_DESCRIPTION OF THE TASK_.
For the entries that follow, say how many lines hold the string "minutes", with nothing else in the reply.

_PROVIDED INFORMATION_.
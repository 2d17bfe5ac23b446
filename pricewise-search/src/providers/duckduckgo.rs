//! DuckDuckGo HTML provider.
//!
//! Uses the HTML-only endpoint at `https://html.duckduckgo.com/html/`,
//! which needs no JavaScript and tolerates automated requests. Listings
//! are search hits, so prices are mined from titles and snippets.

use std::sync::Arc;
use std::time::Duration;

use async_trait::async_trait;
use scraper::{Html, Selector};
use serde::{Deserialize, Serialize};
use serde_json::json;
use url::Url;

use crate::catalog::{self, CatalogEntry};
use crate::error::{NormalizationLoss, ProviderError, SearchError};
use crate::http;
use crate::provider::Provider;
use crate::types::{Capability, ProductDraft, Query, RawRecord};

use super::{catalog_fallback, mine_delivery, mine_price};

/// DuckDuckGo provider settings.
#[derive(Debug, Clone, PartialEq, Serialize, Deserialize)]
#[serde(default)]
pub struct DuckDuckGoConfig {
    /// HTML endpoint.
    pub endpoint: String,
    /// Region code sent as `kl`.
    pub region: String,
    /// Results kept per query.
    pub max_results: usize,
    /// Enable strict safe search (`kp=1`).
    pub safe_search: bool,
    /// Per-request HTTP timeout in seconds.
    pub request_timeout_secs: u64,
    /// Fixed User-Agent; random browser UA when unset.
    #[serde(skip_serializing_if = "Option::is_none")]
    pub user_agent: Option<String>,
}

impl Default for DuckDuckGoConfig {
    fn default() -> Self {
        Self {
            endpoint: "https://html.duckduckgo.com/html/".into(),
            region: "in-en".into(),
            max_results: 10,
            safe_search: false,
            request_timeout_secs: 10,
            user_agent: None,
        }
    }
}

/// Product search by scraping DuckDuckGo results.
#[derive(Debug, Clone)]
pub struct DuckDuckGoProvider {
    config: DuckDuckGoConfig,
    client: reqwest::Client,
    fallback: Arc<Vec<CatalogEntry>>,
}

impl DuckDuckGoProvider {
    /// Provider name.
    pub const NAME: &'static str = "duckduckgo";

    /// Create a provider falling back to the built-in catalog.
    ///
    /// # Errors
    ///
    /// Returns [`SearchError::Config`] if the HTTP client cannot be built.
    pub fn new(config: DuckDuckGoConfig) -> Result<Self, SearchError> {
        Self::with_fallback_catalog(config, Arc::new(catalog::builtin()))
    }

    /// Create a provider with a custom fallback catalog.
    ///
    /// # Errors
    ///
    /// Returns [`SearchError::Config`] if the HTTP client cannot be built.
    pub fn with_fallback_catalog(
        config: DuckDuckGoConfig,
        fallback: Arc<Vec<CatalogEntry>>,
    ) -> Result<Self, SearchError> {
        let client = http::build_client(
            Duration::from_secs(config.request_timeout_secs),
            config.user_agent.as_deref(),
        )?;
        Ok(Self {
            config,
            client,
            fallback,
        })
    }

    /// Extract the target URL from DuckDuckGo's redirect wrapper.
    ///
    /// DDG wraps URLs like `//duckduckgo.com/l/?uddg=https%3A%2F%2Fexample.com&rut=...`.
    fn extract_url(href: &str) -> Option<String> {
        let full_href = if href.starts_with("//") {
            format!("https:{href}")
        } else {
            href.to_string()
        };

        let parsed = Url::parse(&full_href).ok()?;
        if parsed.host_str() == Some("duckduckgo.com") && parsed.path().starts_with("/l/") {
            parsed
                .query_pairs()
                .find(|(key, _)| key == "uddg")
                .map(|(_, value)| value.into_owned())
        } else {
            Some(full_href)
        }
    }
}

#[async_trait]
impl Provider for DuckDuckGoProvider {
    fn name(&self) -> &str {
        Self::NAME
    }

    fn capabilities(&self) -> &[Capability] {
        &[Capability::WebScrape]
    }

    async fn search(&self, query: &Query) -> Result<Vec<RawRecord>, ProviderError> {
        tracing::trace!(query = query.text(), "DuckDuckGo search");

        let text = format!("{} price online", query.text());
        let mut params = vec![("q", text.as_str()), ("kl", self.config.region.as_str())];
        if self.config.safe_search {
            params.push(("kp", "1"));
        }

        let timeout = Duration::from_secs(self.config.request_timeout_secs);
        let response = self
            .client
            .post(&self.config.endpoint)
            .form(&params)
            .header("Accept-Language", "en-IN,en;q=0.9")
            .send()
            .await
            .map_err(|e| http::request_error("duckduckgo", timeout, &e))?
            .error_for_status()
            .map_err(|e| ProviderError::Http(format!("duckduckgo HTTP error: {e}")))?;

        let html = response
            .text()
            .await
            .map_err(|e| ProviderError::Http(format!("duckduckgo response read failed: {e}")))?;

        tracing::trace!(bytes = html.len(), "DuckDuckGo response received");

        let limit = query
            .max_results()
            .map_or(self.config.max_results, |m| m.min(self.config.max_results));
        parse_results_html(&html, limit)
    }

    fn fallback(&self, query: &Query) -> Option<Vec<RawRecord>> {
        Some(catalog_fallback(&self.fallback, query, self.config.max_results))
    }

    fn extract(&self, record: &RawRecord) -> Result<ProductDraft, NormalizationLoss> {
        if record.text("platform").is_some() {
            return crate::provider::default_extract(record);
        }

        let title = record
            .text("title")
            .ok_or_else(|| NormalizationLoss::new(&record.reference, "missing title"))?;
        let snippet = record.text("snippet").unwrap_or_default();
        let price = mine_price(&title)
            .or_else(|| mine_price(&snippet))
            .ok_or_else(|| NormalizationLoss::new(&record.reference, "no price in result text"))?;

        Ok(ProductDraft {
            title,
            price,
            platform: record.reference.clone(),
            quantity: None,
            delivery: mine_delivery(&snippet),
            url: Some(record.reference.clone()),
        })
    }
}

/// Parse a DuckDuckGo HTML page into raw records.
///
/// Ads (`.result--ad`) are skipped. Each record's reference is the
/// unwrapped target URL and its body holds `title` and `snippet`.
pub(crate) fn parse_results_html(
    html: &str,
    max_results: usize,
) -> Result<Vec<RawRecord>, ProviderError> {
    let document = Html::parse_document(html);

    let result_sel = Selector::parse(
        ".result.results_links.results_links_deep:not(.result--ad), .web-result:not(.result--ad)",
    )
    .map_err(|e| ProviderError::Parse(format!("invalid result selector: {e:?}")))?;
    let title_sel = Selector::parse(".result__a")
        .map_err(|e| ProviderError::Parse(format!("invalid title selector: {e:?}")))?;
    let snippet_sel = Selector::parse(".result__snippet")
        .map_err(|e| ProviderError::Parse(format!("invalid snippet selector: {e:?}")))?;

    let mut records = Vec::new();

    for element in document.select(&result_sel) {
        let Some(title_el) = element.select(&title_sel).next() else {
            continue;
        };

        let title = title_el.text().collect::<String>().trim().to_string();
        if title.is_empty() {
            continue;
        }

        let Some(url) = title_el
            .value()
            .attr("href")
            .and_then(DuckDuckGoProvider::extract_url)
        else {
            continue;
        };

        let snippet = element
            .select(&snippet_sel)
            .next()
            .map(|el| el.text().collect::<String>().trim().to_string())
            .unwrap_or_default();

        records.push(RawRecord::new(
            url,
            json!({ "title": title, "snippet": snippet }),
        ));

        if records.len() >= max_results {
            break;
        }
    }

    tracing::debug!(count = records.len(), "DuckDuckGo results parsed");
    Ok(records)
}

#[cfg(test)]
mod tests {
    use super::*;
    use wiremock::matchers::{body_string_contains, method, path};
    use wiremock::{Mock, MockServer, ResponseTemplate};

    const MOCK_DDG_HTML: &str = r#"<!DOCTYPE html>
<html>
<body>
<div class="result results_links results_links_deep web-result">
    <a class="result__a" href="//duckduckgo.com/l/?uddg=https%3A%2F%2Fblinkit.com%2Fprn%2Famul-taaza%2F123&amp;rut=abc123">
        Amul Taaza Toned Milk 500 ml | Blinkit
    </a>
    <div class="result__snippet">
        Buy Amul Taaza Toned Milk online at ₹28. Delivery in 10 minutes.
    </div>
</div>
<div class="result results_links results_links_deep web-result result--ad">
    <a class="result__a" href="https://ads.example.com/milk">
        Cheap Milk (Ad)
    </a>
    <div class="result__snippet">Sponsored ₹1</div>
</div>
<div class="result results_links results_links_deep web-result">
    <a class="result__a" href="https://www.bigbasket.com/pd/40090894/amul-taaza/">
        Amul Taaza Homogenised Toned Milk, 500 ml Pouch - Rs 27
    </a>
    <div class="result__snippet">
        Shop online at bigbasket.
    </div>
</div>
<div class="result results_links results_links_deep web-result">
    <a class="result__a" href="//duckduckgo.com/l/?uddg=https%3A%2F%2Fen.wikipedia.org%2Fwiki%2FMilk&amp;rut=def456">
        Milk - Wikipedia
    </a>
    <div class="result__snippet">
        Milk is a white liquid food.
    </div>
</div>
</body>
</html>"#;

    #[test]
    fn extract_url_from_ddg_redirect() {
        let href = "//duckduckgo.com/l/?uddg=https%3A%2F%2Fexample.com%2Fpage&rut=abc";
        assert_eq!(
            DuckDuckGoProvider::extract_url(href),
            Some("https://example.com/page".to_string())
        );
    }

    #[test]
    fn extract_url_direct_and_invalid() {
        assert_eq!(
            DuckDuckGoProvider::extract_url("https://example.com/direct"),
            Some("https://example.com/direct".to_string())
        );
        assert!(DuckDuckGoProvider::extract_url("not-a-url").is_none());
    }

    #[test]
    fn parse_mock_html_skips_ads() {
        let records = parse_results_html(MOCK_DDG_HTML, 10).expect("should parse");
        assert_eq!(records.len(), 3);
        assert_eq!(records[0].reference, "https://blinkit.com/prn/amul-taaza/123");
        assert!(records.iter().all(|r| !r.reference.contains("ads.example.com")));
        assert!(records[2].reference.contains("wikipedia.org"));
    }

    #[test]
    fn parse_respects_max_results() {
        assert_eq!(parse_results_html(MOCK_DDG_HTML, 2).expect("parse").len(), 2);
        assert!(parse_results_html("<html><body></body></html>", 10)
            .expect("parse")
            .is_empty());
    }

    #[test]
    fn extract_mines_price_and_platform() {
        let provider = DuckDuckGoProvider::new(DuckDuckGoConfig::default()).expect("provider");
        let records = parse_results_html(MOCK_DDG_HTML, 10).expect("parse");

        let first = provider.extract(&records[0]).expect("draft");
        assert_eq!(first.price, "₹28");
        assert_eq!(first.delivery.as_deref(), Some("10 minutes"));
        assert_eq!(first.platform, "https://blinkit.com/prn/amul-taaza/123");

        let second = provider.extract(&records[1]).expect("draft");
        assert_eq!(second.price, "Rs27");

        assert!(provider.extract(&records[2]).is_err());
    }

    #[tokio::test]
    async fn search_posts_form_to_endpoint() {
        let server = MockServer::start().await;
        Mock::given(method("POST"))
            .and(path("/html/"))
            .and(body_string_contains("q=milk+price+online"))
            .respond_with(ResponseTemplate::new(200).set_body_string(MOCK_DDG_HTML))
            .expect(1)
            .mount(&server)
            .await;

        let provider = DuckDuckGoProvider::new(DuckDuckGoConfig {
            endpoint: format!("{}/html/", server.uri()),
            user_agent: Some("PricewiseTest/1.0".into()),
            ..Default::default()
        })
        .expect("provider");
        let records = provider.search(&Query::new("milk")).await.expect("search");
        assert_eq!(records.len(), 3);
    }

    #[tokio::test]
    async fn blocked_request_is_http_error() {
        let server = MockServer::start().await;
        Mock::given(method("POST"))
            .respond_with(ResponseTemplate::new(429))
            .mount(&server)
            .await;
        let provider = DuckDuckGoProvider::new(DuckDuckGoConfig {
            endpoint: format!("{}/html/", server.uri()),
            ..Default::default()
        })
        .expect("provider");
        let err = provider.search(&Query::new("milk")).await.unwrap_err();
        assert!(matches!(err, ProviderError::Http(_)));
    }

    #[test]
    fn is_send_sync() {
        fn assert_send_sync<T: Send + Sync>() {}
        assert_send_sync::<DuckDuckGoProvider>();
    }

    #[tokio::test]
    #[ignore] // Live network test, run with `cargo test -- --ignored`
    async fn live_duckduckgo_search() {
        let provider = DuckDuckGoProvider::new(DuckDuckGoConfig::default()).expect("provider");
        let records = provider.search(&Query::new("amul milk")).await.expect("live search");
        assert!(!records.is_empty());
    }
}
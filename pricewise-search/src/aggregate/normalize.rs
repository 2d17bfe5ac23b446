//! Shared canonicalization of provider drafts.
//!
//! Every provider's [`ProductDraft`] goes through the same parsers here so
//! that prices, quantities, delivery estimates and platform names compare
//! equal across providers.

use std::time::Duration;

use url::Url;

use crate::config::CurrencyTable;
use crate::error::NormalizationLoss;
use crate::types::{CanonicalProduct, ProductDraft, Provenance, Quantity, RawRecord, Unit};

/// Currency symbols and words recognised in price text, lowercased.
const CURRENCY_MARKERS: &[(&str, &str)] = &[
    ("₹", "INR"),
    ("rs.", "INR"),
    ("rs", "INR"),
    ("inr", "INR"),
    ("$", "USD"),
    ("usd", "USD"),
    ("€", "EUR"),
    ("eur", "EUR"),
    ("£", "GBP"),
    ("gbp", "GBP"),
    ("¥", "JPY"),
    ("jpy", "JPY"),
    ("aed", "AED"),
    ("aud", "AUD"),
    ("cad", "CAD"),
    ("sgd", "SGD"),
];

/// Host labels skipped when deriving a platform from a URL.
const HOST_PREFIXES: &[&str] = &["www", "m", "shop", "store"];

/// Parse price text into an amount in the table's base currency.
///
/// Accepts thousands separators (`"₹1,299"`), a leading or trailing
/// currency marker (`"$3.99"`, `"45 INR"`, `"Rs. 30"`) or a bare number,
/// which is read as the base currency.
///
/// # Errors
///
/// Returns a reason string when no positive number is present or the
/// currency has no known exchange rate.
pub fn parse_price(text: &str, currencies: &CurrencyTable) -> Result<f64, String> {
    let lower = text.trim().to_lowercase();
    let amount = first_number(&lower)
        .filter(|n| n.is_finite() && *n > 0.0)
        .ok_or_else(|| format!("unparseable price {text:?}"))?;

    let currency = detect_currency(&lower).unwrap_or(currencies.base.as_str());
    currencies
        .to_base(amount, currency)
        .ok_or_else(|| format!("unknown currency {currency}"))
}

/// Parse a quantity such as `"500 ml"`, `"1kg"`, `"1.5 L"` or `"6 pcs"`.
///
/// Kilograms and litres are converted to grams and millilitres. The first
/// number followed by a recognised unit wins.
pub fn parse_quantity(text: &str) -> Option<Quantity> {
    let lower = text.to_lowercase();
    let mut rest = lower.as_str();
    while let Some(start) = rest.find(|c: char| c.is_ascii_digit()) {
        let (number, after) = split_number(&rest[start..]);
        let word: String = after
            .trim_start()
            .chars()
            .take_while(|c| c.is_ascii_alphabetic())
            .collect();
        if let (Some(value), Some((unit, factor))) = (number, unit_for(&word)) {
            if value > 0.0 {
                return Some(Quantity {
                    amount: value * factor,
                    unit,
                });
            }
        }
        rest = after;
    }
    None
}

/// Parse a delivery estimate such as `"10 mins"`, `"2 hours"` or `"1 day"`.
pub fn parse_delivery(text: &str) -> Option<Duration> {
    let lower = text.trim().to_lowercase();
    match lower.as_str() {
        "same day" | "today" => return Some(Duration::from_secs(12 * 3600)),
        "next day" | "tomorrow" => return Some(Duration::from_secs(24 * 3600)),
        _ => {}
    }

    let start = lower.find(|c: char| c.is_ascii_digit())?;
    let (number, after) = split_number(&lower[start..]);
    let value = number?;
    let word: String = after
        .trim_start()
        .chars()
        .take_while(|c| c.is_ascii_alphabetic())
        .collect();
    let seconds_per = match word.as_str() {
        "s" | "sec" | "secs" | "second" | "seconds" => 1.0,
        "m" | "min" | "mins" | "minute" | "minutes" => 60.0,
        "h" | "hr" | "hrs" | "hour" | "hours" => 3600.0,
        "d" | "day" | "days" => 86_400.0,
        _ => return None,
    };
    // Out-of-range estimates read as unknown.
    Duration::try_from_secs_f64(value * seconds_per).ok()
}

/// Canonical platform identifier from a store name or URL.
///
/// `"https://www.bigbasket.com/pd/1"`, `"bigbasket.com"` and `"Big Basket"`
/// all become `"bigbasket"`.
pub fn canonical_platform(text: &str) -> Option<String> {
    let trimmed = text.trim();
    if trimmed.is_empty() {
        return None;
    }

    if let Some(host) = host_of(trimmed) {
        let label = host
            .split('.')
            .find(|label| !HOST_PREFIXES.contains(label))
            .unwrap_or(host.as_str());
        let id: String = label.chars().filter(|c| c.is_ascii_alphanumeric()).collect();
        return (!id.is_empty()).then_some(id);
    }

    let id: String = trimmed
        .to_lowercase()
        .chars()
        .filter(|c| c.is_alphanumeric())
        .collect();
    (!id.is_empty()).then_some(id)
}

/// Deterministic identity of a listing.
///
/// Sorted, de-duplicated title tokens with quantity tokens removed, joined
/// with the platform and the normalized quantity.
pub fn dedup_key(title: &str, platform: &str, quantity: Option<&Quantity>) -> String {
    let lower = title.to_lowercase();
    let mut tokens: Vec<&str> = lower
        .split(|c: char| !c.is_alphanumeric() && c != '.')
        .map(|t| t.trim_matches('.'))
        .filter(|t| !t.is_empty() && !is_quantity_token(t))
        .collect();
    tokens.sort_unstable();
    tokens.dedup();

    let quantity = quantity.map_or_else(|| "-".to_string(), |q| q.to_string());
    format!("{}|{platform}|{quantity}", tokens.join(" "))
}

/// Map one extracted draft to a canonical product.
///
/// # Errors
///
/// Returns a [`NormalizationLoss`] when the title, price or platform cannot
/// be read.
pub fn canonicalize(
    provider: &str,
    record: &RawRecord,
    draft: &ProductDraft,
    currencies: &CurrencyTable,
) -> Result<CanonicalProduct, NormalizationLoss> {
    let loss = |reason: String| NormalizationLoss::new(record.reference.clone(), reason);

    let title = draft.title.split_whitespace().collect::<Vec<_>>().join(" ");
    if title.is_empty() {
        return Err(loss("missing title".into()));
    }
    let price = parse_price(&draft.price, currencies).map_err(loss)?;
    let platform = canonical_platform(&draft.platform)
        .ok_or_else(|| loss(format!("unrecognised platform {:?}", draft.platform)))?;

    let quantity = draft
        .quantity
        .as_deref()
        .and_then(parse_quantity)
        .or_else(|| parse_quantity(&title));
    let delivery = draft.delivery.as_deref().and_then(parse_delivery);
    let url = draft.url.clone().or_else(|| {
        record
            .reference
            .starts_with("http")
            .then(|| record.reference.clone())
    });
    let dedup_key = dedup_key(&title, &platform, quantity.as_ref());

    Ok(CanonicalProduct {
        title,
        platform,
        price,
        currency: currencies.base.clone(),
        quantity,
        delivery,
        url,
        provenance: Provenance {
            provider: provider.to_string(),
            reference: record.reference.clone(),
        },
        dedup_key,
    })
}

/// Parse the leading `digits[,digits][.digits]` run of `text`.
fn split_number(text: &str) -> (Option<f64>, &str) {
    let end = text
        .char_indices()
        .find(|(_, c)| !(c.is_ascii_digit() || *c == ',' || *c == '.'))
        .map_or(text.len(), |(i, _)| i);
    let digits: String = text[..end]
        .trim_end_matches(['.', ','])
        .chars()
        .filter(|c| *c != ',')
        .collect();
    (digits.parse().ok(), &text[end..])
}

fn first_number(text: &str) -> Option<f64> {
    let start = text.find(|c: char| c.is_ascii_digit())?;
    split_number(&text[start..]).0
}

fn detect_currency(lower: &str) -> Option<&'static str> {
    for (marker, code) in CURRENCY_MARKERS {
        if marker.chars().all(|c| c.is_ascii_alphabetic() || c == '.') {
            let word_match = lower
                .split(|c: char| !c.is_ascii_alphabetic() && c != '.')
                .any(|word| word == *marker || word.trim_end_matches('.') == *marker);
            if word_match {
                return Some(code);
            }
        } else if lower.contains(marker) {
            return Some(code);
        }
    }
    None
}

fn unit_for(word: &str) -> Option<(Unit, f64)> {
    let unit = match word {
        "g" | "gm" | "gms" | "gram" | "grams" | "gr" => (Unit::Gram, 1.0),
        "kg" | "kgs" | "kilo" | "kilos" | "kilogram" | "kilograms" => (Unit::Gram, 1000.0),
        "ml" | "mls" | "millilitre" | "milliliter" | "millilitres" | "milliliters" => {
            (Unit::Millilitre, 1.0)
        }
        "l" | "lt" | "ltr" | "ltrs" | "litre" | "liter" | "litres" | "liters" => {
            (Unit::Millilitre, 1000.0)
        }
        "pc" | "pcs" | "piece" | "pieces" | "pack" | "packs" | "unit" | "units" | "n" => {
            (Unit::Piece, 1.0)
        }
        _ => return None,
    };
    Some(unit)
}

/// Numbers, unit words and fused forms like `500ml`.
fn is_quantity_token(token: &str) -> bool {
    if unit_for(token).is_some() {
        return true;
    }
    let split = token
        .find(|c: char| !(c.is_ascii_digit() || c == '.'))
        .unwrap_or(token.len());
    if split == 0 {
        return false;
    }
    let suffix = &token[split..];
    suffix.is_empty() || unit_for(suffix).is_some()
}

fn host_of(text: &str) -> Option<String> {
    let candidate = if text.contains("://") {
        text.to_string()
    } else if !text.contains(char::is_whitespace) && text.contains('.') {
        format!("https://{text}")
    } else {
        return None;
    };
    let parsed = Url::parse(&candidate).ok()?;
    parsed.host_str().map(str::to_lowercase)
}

_SOLUTION FOR THIS EXERCISE_.
3